◆ Your assignment: Each record below must be written out exactly as given.

[Records from a data collection]
---+---
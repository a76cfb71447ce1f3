//! Matrix 渠道 - 发送告警消息、接收操作员命令

pub mod client;
pub mod sync;
pub mod types;

pub use client::{MatrixClient, MatrixError, MessageContent};
pub use sync::CommandLoop;
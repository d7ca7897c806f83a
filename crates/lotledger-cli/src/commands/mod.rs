//! Command handlers, one module per command family.

pub mod init;
pub mod maintenance;
pub mod operations;
pub mod query;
---+---
◆ Completed exercise:
repository a76cfb71447ce1f3
//! Matrix 渠道 - 发送告警消息、接收操作员命令

pub mod client;
pub mod sync;
pub mod types;

pub use client::{MatrixClient, MatrixError, MessageContent};
pub use sync::CommandLoop;
repository d7ca7897c806f83a
filename crates/lotledger-cli/src/commands/mod.rs
//! Command handlers, one module per command family.

pub mod init;
pub mod maintenance;
pub mod operations;
pub mod query;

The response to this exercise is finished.